Da molto tempo ormai ci sentiamo ripetere quotidianamente che l’italiano è una lingua maschilista, che invisibilizza le donne (recentemente si è cominciato a parlare anche di invisibilizzazione delle persone non binarie). Da questo (che in realtà, a sua volta, deriva da battaglie iniziate dal movimento femminista negli Stati Uniti, che spesso hanno avuto risvolti grotteschi[1]), derivano le linee guida stilate da Alma Sabatini nel suo Il sessismo della lingua italiana del 1986, che ancora circolano ormai ovunque: cercare di evitare il maschile non marcato (di cui ho parlato in questo video e in molti altri) e prediligere le forme doppie (tutte e tutti, colleghe e colleghi); promuovere l’uso dei femminili di mestiere; evitare di usare uomo con il significato di essere umani e scegliere invere persona, ecc ecc.
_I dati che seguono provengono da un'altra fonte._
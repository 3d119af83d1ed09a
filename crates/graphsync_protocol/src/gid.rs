//! Global entity identifier.

use serde::de::{self, Visitor};
use serde::{Deserialize, Deserializer, Serialize, Serializer};
use std::borrow::Borrow;
use std::fmt;
use uuid::Uuid;

/// Globally unique, stable identifier of an entity in a synchronized graph.
///
/// Gids are:
/// - Unique across all replicas of a graph
/// - Immutable once assigned
/// - Compared by value (numeric gids are kept as their decimal string)
#[derive(Clone, PartialEq, Eq, PartialOrd, Ord, Hash)]
pub struct Gid(String);

impl Gid {
    /// Creates a gid from any string-like value.
    #[must_use]
    pub fn new(value: impl Into<String>) -> Self {
        Self(value.into())
    }

    /// Creates a new random gid.
    #[must_use]
    pub fn random() -> Self {
        Self(Uuid::new_v4().to_string())
    }

    /// Returns the gid as a string slice.
    #[inline]
    #[must_use]
    pub fn as_str(&self) -> &str {
        &self.0
    }

    /// Consumes the gid, returning the inner string.
    #[must_use]
    pub fn into_string(self) -> String {
        self.0
    }
}

impl fmt::Debug for Gid {
    fn fmt(&self, f: &mut fmt::Formatter<'_>) -> fmt::Result {
        write!(f, "Gid({})", self.0)
    }
}

impl fmt::Display for Gid {
    fn fmt(&self, f: &mut fmt::Formatter<'_>) -> fmt::Result {
        f.write_str(&self.0)
    }
}

impl From<&str> for Gid {
    fn from(value: &str) -> Self {
        Self(value.to_string())
    }
}

impl From<String> for Gid {
    fn from(value: String) -> Self {
        Self(value)
    }
}

impl From<u64> for Gid {
    fn from(value: u64) -> Self {
        Self(value.to_string())
    }
}

impl From<Gid> for String {
    fn from(gid: Gid) -> Self {
        gid.0
    }
}

impl Borrow<str> for Gid {
    fn borrow(&self) -> &str {
        &self.0
    }
}

impl AsRef<str> for Gid {
    fn as_ref(&self) -> &str {
        &self.0
    }
}

impl Serialize for Gid {
    fn serialize<S: Serializer>(&self, serializer: S) -> Result<S::Ok, S::Error> {
        serializer.serialize_str(&self.0)
    }
}

impl<'de> Deserialize<'de> for Gid {
    fn deserialize<D: Deserializer<'de>>(deserializer: D) -> Result<Self, D::Error> {
        deserializer.deserialize_any(GidVisitor)
    }
}

struct GidVisitor;

impl<'de> Visitor<'de> for GidVisitor {
    type Value = Gid;

    fn expecting(&self, f: &mut fmt::Formatter<'_>) -> fmt::Result {
        f.write_str("a string or integer gid")
    }

    fn visit_str<E: de::Error>(self, v: &str) -> Result<Gid, E> {
        Ok(Gid::from(v))
    }

    fn visit_string<E: de::Error>(self, v: String) -> Result<Gid, E> {
        Ok(Gid::from(v))
    }

    fn visit_u64<E: de::Error>(self, v: u64) -> Result<Gid, E> {
        Ok(Gid::from(v))
    }

    fn visit_i64<E: de::Error>(self, v: i64) -> Result<Gid, E> {
        Ok(Gid::new(v.to_string()))
    }
}
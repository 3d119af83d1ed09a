//! Trailing-edge throttle for automatic commits.

use parking_lot::Mutex;
use std::future::Future;
use std::time::Duration;
use tokio::runtime::Handle;
use tokio::task::JoinHandle;
use tracing::debug;

/// Runs a task once, `delay` after the first request of a window.
///
/// Requests made while a run is scheduled coalesce into it. The run itself
/// must call [`Throttle::begin_run`] first so that requests made while it
/// executes schedule the next window.
#[derive(Debug)]
pub(crate) struct Throttle {
    delay: Option<Duration>,
    scheduled: Mutex<Option<JoinHandle<()>>>,
}

impl Throttle {
    pub(crate) fn new(delay: Option<Duration>) -> Self {
        Self {
            delay,
            scheduled: Mutex::new(None),
        }
    }

    pub(crate) fn is_enabled(&self) -> bool {
        self.delay.is_some()
    }

    pub(crate) fn is_scheduled(&self) -> bool {
        self.scheduled.lock().is_some()
    }

    /// Schedules `run` on the current tokio runtime unless a run is pending.
    pub(crate) fn schedule<F, Fut>(&self, run: F)
    where
        F: FnOnce() -> Fut + Send + 'static,
        Fut: Future<Output = ()> + Send + 'static,
    {
        let Some(delay) = self.delay else {
            return;
        };

        let mut scheduled = self.scheduled.lock();
        if scheduled.is_some() {
            return;
        }

        match Handle::try_current() {
            Ok(handle) => {
                *scheduled = Some(handle.spawn(async move {
                    tokio::time::sleep(delay).await;
                    run().await;
                }));
            }
            Err(_) => debug!("no tokio runtime; automatic commit not scheduled"),
        }
    }

    /// Marks the scheduled run as started.
    pub(crate) fn begin_run(&self) {
        self.scheduled.lock().take();
    }

    /// Cancels a pending run.
    pub(crate) fn cancel(&self) {
        if let Some(task) = self.scheduled.lock().take() {
            task.abort();
        }
    }
}

impl Drop for Throttle {
    fn drop(&mut self) {
        self.cancel();
    }
}

#[cfg(test)]
mod tests {
    use super::*;
    use std::sync::atomic::{AtomicUsize, Ordering};
    use std::sync::Arc;

    fn counting(throttle: &Arc<Throttle>, runs: &Arc<AtomicUsize>) {
        let throttle_ref = throttle.clone();
        let runs = runs.clone();
        throttle.schedule(move || async move {
            throttle_ref.begin_run();
            runs.fetch_add(1, Ordering::SeqCst);
        });
    }

    #[tokio::test(start_paused = true)]
    async fn coalesces_requests_within_window() {
        let throttle = Arc::new(Throttle::new(Some(Duration::from_millis(100))));
        let runs = Arc::new(AtomicUsize::new(0));

        counting(&throttle, &runs);
        counting(&throttle, &runs);
        tokio::time::sleep(Duration::from_millis(50)).await;
        counting(&throttle, &runs);
        assert_eq!(runs.load(Ordering::SeqCst), 0);

        tokio::time::sleep(Duration::from_millis(60)).await;
        assert_eq!(runs.load(Ordering::SeqCst), 1);
        assert!(!throttle.is_scheduled());

        counting(&throttle, &runs);
        tokio::time::sleep(Duration::from_millis(150)).await;
        assert_eq!(runs.load(Ordering::SeqCst), 2);
    }

    #[tokio::test(start_paused = true)]
    async fn cancel_drops_pending_run() {
        let throttle = Arc::new(Throttle::new(Some(Duration::from_millis(100))));
        let runs = Arc::new(AtomicUsize::new(0));

        counting(&throttle, &runs);
        throttle.cancel();
        tokio::time::sleep(Duration::from_millis(200)).await;
        assert_eq!(runs.load(Ordering::SeqCst), 0);
    }

    #[test]
    fn without_runtime_nothing_is_scheduled() {
        let throttle = Arc::new(Throttle::new(Some(Duration::from_millis(10))));
        let runs = Arc::new(AtomicUsize::new(0));
        counting(&throttle, &runs);
        assert!(!throttle.is_scheduled());
    }

    #[test]
    fn disabled_throttle_ignores_requests() {
        let throttle = Arc::new(Throttle::new(None));
        let runs = Arc::new(AtomicUsize::new(0));
        counting(&throttle, &runs);
        assert!(!throttle.is_enabled());
        assert!(!throttle.is_scheduled());
    }
}
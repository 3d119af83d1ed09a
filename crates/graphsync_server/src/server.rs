//! Relay server for one shared model.

use crate::config::ServerConfig;
use crate::error::{ServerError, ServerResult};
use graphsync_engine::{MessageSink, Synchronizer};
use graphsync_model::{Entity, Observers, Subscription};
use graphsync_protocol::{CommitSet, ConnectedInfo, SyncMessage, Uuid};
use parking_lot::{Mutex, RwLock};
use std::collections::BTreeMap;
use std::sync::{Arc, Weak};
use tracing::{debug, info, warn};

/// Something that happened on a [`SyncServer`].
#[derive(Debug, Clone, PartialEq)]
pub enum ServerEvent {
    /// A client connected and received the full state.
    UserConnected(String),
    /// A client disconnected.
    UserDisconnected(String),
    /// A client replaced the server's state.
    FullStateUpdated(CommitSet),
}

struct ServerInner {
    model: Entity,
    sync: Synchronizer,
    clients: RwLock<BTreeMap<String, Arc<dyn MessageSink>>>,
    owner: RwLock<Option<String>>,
    events: Observers<ServerEvent>,
    subscription: Mutex<Option<Subscription>>,
}

/// Relays commits between the clients of one model.
///
/// The server holds its own replica of the model. Pushed commits are merged
/// into it first, and only the effective result is passed on to the other
/// clients, so every client converges on the server's view. Its
/// synchronizer has priority 1 by default, so the server wins ties.
///
/// Connections are owned by the caller: it registers each client's
/// [`MessageSink`] with [`connect`](Self::connect) and feeds received
/// messages to [`handle`](Self::handle).
///
/// # Example
///
/// ```
/// use graphsync_engine::MockSink;
/// use graphsync_model::Registry;
/// use graphsync_server::{ServerConfig, SyncServer};
/// use std::sync::Arc;
///
/// let registry = Registry::new();
/// let model = registry.create_root("root").unwrap();
/// let server = SyncServer::new(&model, ServerConfig::new().with_auto_commit(None)).unwrap();
/// server.start();
///
/// let sink = Arc::new(MockSink::new());
/// let id = server.connect(sink.clone()).unwrap();
/// assert_eq!(server.session_owner(), Some(id));
/// // connected + full-state
/// assert_eq!(sink.sent().len(), 2);
/// ```
#[derive(Clone)]
pub struct SyncServer {
    inner: Arc<ServerInner>,
}

impl SyncServer {
    /// Creates a server for `model`, following its registry.
    pub fn new(model: &Entity, config: ServerConfig) -> ServerResult<Self> {
        let sync = Synchronizer::with_model(model, config.sync_config())?;
        let server = Self {
            inner: Arc::new(ServerInner {
                model: model.clone(),
                sync,
                clients: RwLock::new(BTreeMap::new()),
                owner: RwLock::new(None),
                events: Observers::new(),
                subscription: Mutex::new(None),
            }),
        };

        let weak = Arc::downgrade(&server.inner);
        let subscription = server.inner.sync.subscribe(move |commits| {
            if let Some(server) = Self::upgrade(&weak) {
                let gids: Vec<&str> = commits.keys().map(|gid| gid.as_str()).collect();
                debug!(?gids, "pushing new commits to all clients");
                server.broadcast(None, &SyncMessage::Push(commits.clone()));
            }
        });
        *server.inner.subscription.lock() = Some(subscription);
        Ok(server)
    }

    fn upgrade(weak: &Weak<ServerInner>) -> Option<SyncServer> {
        weak.upgrade().map(|inner| SyncServer { inner })
    }

    /// Returns the server's model.
    pub fn model(&self) -> &Entity {
        &self.inner.model
    }

    /// Returns the server's synchronizer.
    pub fn synchronizer(&self) -> &Synchronizer {
        &self.inner.sync
    }

    /// Returns the first client that connected.
    pub fn session_owner(&self) -> Option<String> {
        self.inner.owner.read().clone()
    }

    /// Returns the ids of connected clients.
    pub fn clients(&self) -> Vec<String> {
        self.inner.clients.read().keys().cloned().collect()
    }

    /// Returns the number of connected clients.
    pub fn client_count(&self) -> usize {
        self.inner.clients.read().len()
    }

    /// Subscribes to server events.
    pub fn subscribe<F>(&self, callback: F) -> Subscription
    where
        F: Fn(&ServerEvent) + Send + Sync + 'static,
    {
        self.inner.events.subscribe(callback)
    }

    /// Starts synchronizing the model.
    pub fn start(&self) {
        self.inner.sync.start();
        info!(id = %self.inner.sync.id(), "sync server started");
    }

    /// Stops synchronizing the model. Clients stay connected.
    pub fn stop(&self) {
        self.inner.sync.stop();
        info!(id = %self.inner.sync.id(), "sync server stopped");
    }

    /// Stops the server, disconnects everyone and destroys the model.
    pub fn destroy(&self) {
        let subscription = self.inner.subscription.lock().take();
        drop(subscription);
        self.stop();
        self.inner.sync.destroy(true);
        self.inner.clients.write().clear();
        self.inner.events.clear();
    }

    /// Accepts a client: assigns it an id and sends it `connected` followed
    /// by the full state. The first client becomes the session owner.
    pub fn connect(&self, sink: impl MessageSink + 'static) -> ServerResult<String> {
        let id = Uuid::new_v4().to_string();
        let sink: Arc<dyn MessageSink> = Arc::new(sink);
        {
            let mut clients = self.inner.clients.write();
            clients.insert(id.clone(), sink.clone());
            let mut owner = self.inner.owner.write();
            if owner.is_none() {
                *owner = Some(id.clone());
            }
        }
        info!(client = %id, "client connected");

        sink.send(SyncMessage::Connected(ConnectedInfo {
            id: id.clone(),
            server_sync_id: self.inner.sync.id(),
        }))?;
        sink.send(SyncMessage::FullState(self.inner.sync.create_full_state()))?;

        self.inner
            .events
            .notify(&ServerEvent::UserConnected(id.clone()));
        Ok(id)
    }

    /// Forgets a client.
    pub fn disconnect(&self, client: &str) -> ServerResult<()> {
        if self.inner.clients.write().remove(client).is_none() {
            return Err(ServerError::UnknownClient(client.to_string()));
        }
        info!(client, "client disconnected");
        self.inner
            .events
            .notify(&ServerEvent::UserDisconnected(client.to_string()));
        Ok(())
    }

    /// Handles a message received from a client.
    pub fn handle(&self, client: &str, message: SyncMessage) -> ServerResult<()> {
        match message {
            SyncMessage::Push(commits) => self.handle_push(client, commits),
            SyncMessage::FullState(state) => self.handle_full_state(client, state),
            SyncMessage::Message(payload) => self.handle_message(client, payload),
            other => Err(ServerError::InvalidRequest(format!(
                "'{}' is not accepted by a sync server",
                other.event_name()
            ))),
        }
    }

    /// Merges pushed commits and passes the effective ones on to the other
    /// clients.
    ///
    /// A client pushing outdated commits is sent the full state instead; it
    /// is not treated as an error.
    pub fn handle_push(&self, client: &str, commits: CommitSet) -> ServerResult<()> {
        let sink = self.sink(client)?;
        let gids: Vec<&str> = commits.keys().map(|gid| gid.as_str()).collect();
        debug!(client, ?gids, "received commits");

        match self.inner.sync.merge(commits) {
            Ok(merged) => {
                if !merged.is_empty() {
                    self.broadcast(Some(client), &SyncMessage::Push(merged));
                }
                Ok(())
            }
            Err(err) if err.is_recoverable() => {
                warn!(client, error = %err, "sending full state after failed merge");
                sink.send(SyncMessage::FullState(self.inner.sync.create_full_state()))?;
                Ok(())
            }
            Err(err) => Err(err.into()),
        }
    }

    /// Replaces the server's state with a client's and passes it on to the
    /// other clients.
    pub fn handle_full_state(&self, client: &str, state: CommitSet) -> ServerResult<()> {
        self.sink(client)?;
        debug!(client, "received full state");

        self.inner.sync.set_full_state(state.clone())?;
        self.inner
            .events
            .notify(&ServerEvent::FullStateUpdated(state.clone()));
        self.broadcast(Some(client), &SyncMessage::FullState(state));
        Ok(())
    }

    /// Passes an application message on to the other clients.
    pub fn handle_message(&self, client: &str, payload: serde_json::Value) -> ServerResult<()> {
        self.sink(client)?;
        debug!(client, "relaying message");
        self.broadcast(Some(client), &SyncMessage::Message(payload));
        Ok(())
    }

    fn sink(&self, client: &str) -> ServerResult<Arc<dyn MessageSink>> {
        self.inner
            .clients
            .read()
            .get(client)
            .cloned()
            .ok_or_else(|| ServerError::UnknownClient(client.to_string()))
    }

    /// Sends `message` to every client but `except`. Failed sends are logged;
    /// one broken connection does not stop the others.
    fn broadcast(&self, except: Option<&str>, message: &SyncMessage) {
        let targets: Vec<(String, Arc<dyn MessageSink>)> = self
            .inner
            .clients
            .read()
            .iter()
            .filter(|(id, _)| Some(id.as_str()) != except)
            .map(|(id, sink)| (id.clone(), sink.clone()))
            .collect();

        for (id, sink) in targets {
            if let Err(err) = sink.send(message.clone()) {
                warn!(client = %id, error = %err, event = message.event_name(), "send failed");
            }
        }
    }
}

impl std::fmt::Debug for SyncServer {
    fn fmt(&self, f: &mut std::fmt::Formatter<'_>) -> std::fmt::Result {
        f.debug_struct("SyncServer")
            .field("sync", &self.inner.sync)
            .field("clients", &self.client_count())
            .finish()
    }
}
Queste forme, benché decisamente discutibili (sia per la ragione che ha indotto a idearle, sia per gli effetti che si presume producano), sono ormai entrate nell’uso, nella lingua dei media ufficiali (giornali, televisione, radio) e, in parte (molto più limitatamente), nella lingua usata in modo informale. Questo è accaduto anche perché ultimamente è diventato molto popolare l’adagio secondo il quale la lingua è uno strumento per plasmare le menti, e addirittura modificare la struttura della società[2]! Questa, che in linguistica è soltanto un’ipotesi (del tutto screditata dalla comunità scientifica nella sua formulazione più radicale, che è appunto quella che invece sta andando di moda ora), viene presentata come un fatto assodato: dobbiamo fare attenzione alle parole che usiamo (anzi, anche alle strutture morfosintattiche!), perché nel farlo costruiamo una mentalità e una visione del mondo.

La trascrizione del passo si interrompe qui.